RECORDS FOR THIS TASK ->
======

//! Driver conformance checks.
//!
//! Every `PortBinding` implementation must behave identically with respect to
//! lifecycle and argument errors. [`Conformance`] runs those guarantees against
//! any driver and panics with a message naming the guarantee that broke, so it
//! can be dropped straight into a driver's test suite.
//!
//! ```
//! use serial_binding::conformance::Conformance;
//! use serial_binding::port::{MockPortOptions, MockRegistry, OpenOptions, PortPath};
//!
//! # tokio_test::block_on(async {
//! let registry = MockRegistry::new();
//! let path = PortPath::new("/dev/ttyCONF").unwrap();
//! registry.create_port(path.clone(), MockPortOptions::default());
//!
//! Conformance::new(
//!     move |options| registry.binding(options),
//!     path,
//!     OpenOptions::new(9600).unwrap(),
//! )
//! .with_control_roundtrip(true)
//! .run()
//! .await;
//! # });
//! ```

use crate::port::{
    BindingError, BindingOptions, BindingResult, ControlFlags, DisconnectCallback, DisconnectFn,
    ErrorKind, OpenOptions, PortBinding, PortPath, UpdateOptions,
};
use std::sync::atomic::{AtomicUsize, Ordering};
use std::sync::Arc;

const SENTINEL: u8 = 0xA5;

/// Conformance suite for one driver.
pub struct Conformance<F> {
    factory: F,
    path: PortPath,
    options: OpenOptions,
    control_roundtrip: bool,
    disconnects: Arc<AtomicUsize>,
    handler: Arc<DisconnectFn>,
}

impl<F, B> Conformance<F>
where
    F: Fn(BindingOptions) -> BindingResult<B>,
    B: PortBinding,
{
    /// `factory` builds a closed binding; `path` must be openable with
    /// `options` for the lifecycle checks.
    pub fn new(factory: F, path: PortPath, options: OpenOptions) -> Self {
        let disconnects = Arc::new(AtomicUsize::new(0));
        let handler: Arc<DisconnectFn> = {
            let disconnects = Arc::clone(&disconnects);
            Arc::new(move || {
                disconnects.fetch_add(1, Ordering::SeqCst);
            })
        };
        Self {
            factory,
            path,
            options,
            control_roundtrip: false,
            disconnects,
            handler,
        }
    }

    /// Also check that `get` reflects the lines passed to `set`. Only
    /// meaningful for drivers that loop control lines back.
    pub fn with_control_roundtrip(mut self, enabled: bool) -> Self {
        self.control_roundtrip = enabled;
        self
    }

    fn binding(&self) -> B {
        match (self.factory)(BindingOptions::with_handler(&self.handler)) {
            Ok(binding) => binding,
            Err(err) => panic!("construction with a valid disconnect handler failed: {err}"),
        }
    }

    /// Run every enabled check.
    pub async fn run(&self) {
        self.construction();
        self.closed_operations().await;
        self.open_lifecycle().await;
        self.read_bounds().await;
        if self.control_roundtrip {
            self.control_roundtrip().await;
        }
        assert_eq!(
            self.disconnects.load(Ordering::SeqCst),
            0,
            "disconnect handler fired without a disconnect"
        );
    }

    /// Construction needs a live handler and yields a closed binding.
    pub fn construction(&self) {
        let missing = (self.factory)(BindingOptions::default());
        assert_kind(missing.err(), ErrorKind::InvalidArgument, "construction without handler");

        let dropped: Arc<DisconnectFn> = Arc::new(|| {});
        let dangling = BindingOptions::new(DisconnectCallback::new(&dropped));
        drop(dropped);
        let dangling = (self.factory)(dangling);
        assert_kind(dangling.err(), ErrorKind::InvalidArgument, "construction with dropped handler");

        assert!(!self.binding().is_open(), "new binding reports open");
    }

    /// Every operation on a closed binding reports `NotOpen`.
    pub async fn closed_operations(&self) {
        let mut binding = self.binding();
        let mut buffer = [SENTINEL; 8];

        assert_kind(binding.close().await.err(), ErrorKind::NotOpen, "close while closed");
        assert_kind(
            binding.read(&mut buffer, 0, 8).await.err(),
            ErrorKind::NotOpen,
            "read while closed",
        );
        assert_kind(
            binding.write(b"conformance").await.err(),
            ErrorKind::NotOpen,
            "write while closed",
        );
        assert_kind(
            binding.update(update_options(&self.options)).await.err(),
            ErrorKind::NotOpen,
            "update while closed",
        );
        assert_kind(
            binding.set(ControlFlags::default()).await.err(),
            ErrorKind::NotOpen,
            "set while closed",
        );
        assert_kind(binding.get().await.err(), ErrorKind::NotOpen, "get while closed");
        assert_kind(binding.flush().await.err(), ErrorKind::NotOpen, "flush while closed");
        assert_kind(binding.drain().await.err(), ErrorKind::NotOpen, "drain while closed");

        assert!(buffer.iter().all(|&b| b == SENTINEL), "closed read touched the buffer");
        assert!(!binding.is_open(), "failed operations opened the binding");
    }

    /// open, open again, close, close again.
    pub async fn open_lifecycle(&self) {
        let mut binding = self.binding();

        if let Err(err) = binding.open(self.path.clone(), self.options.clone()).await {
            panic!("open {} failed: {err}", self.path);
        }
        assert!(binding.is_open(), "open resolved but binding reports closed");

        assert_kind(
            binding
                .open(self.path.clone(), self.options.clone())
                .await
                .err(),
            ErrorKind::AlreadyOpen,
            "open while open",
        );
        assert!(binding.is_open(), "rejected open closed the existing connection");

        if let Err(err) = binding.close().await {
            panic!("close after open failed: {err}");
        }
        assert!(!binding.is_open(), "close resolved but binding reports open");

        assert_kind(binding.close().await.err(), ErrorKind::NotOpen, "second close");
        assert_kind(
            binding.write(b"conformance").await.err(),
            ErrorKind::NotOpen,
            "write after close",
        );
    }

    /// Out-of-range reads report `BufferTooSmall` and leave the buffer alone,
    /// whether or not the binding is open.
    pub async fn read_bounds(&self) {
        let mut binding = self.binding();
        check_out_of_range_reads(&mut binding, "closed").await;

        if let Err(err) = binding.open(self.path.clone(), self.options.clone()).await {
            panic!("open {} failed: {err}", self.path);
        }
        check_out_of_range_reads(&mut binding, "open").await;

        let mut buffer = [SENTINEL; 4];
        match binding.read(&mut buffer, 4, 0).await {
            Ok(0) => {}
            other => panic!("zero-length read at end of buffer returned {other:?}"),
        }
        assert!(buffer.iter().all(|&b| b == SENTINEL), "zero-length read touched the buffer");

        if let Err(err) = binding.close().await {
            panic!("close after open failed: {err}");
        }
    }

    /// `get` observes CTS and DSR as last passed to `set`.
    pub async fn control_roundtrip(&self) {
        let mut binding = self.binding();
        if let Err(err) = binding.open(self.path.clone(), self.options.clone()).await {
            panic!("open {} failed: {err}", self.path);
        }

        for (cts, dsr) in [(true, false), (false, true), (true, true), (false, false)] {
            let flags = ControlFlags {
                cts,
                dsr,
                ..ControlFlags::default()
            };
            if let Err(err) = binding.set(flags).await {
                panic!("set {flags:?} failed: {err}");
            }
            match binding.get().await {
                Ok(status) => {
                    assert_eq!(status.cts, cts, "get did not observe CTS from set");
                    assert_eq!(status.dsr, dsr, "get did not observe DSR from set");
                }
                Err(err) => panic!("get failed: {err}"),
            }
        }

        if let Err(err) = binding.close().await {
            panic!("close after open failed: {err}");
        }
    }
}

async fn check_out_of_range_reads<B: PortBinding>(binding: &mut B, state: &str) {
    let mut buffer = [SENTINEL; 8];
    for (offset, length) in [(0, 9), (8, 1), (4, 5), (usize::MAX, 1)] {
        let result = binding.read(&mut buffer, offset, length).await;
        assert!(
            matches!(result, Err(BindingError::BufferTooSmall { .. })),
            "read({offset}, {length}) into 8 bytes while {state} returned {result:?}"
        );
    }
    assert!(
        buffer.iter().all(|&b| b == SENTINEL),
        "out-of-range read while {state} touched the buffer"
    );
}

fn update_options(options: &OpenOptions) -> UpdateOptions {
    UpdateOptions {
        baud_rate: options.baud_rate,
    }
}

fn assert_kind(err: Option<BindingError>, expected: ErrorKind, what: &str) {
    match err {
        Some(err) => assert_eq!(err.kind(), expected, "{what}: unexpected error {err}"),
        None => panic!("{what}: succeeded, expected {expected:?}"),
    }
}
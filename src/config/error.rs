//! Errors raised while loading, checking and saving configuration.

use crate::port::BindingError;
use std::path::PathBuf;
use thiserror::Error;

#[derive(Debug, Error)]
pub enum ConfigError {
    #[error("Cannot read config file {}: {source}", path.display())]
    Read {
        path: PathBuf,
        #[source]
        source: std::io::Error,
    },

    #[error("Cannot write config file {}: {source}", path.display())]
    Write {
        path: PathBuf,
        #[source]
        source: std::io::Error,
    },

    #[error("Malformed config file {}: {source}", path.display())]
    Parse {
        path: PathBuf,
        #[source]
        source: toml::de::Error,
    },

    #[error("Cannot encode configuration: {0}")]
    Encode(#[from] toml::ser::Error),

    /// A setting no driver can use.
    #[error("{key}: {message}")]
    Invalid { key: String, message: String },

    /// A setting rejected by the port layer, e.g. a zero baud rate or an
    /// empty alias target.
    #[error("{key}: {source}")]
    Port {
        key: String,
        #[source]
        source: BindingError,
    },

    /// `SERIAL_BINDING_*` override that does not parse.
    #[error("{var}: {message}")]
    Env { var: String, message: String },

    /// `save` on a loader that never read a file.
    #[error("No config file to save to; use save_to")]
    NoPath,
}

impl ConfigError {
    pub fn invalid(key: impl Into<String>, message: impl Into<String>) -> Self {
        Self::Invalid {
            key: key.into(),
            message: message.into(),
        }
    }

    pub fn port(key: impl Into<String>, source: BindingError) -> Self {
        Self::Port {
            key: key.into(),
            source,
        }
    }

    pub fn env(var: impl Into<String>, message: impl Into<String>) -> Self {
        Self::Env {
            var: var.into(),
            message: message.into(),
        }
    }

    /// The config key or environment variable the error is about.
    pub fn key(&self) -> Option<&str> {
        match self {
            Self::Invalid { key, .. } | Self::Port { key, .. } => Some(key.as_str()),
            Self::Env { var, .. } => Some(var.as_str()),
            _ => None,
        }
    }
}

pub type ConfigResult<T> = Result<T, ConfigError>;

#[cfg(test)]
mod tests {
    use super::*;

    #[test]
    fn test_port_error_keeps_binding_source() {
        let err = ConfigError::port("serial.default_baud", BindingError::invalid_argument("zero"));
        assert_eq!(err.key(), Some("serial.default_baud"));
        let source = std::error::Error::source(&err).map(ToString::to_string);
        assert_eq!(source, Some(BindingError::invalid_argument("zero").to_string()));
    }

    #[test]
    fn test_file_errors_have_no_key() {
        assert_eq!(ConfigError::NoPath.key(), None);
        let err = ConfigError::env("SERIAL_BINDING_SERIAL_LOCK", "Expected a boolean");
        assert_eq!(err.key(), Some("SERIAL_BINDING_SERIAL_LOCK"));
        assert_eq!(err.to_string(), "SERIAL_BINDING_SERIAL_LOCK: Expected a boolean");
    }
}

======

ACTION ITEM -> Above are the entries. Copy exactly the part that opens with the line containing "self.control_roundtrip = enabled;" and closes with the line containing "self.open_lifecycle().await;", and no more.

EXERCISE ANSWER ->
        self.control_roundtrip = enabled;
        self
    }

    fn binding(&self) -> B {
        match (self.factory)(BindingOptions::with_handler(&self.handler)) {
            Ok(binding) => binding,
            Err(err) => panic!("construction with a valid disconnect handler failed: {err}"),
        }
    }

    /// Run every enabled check.
    pub async fn run(&self) {
        self.construction();
        self.closed_operations().await;
        self.open_lifecycle().await;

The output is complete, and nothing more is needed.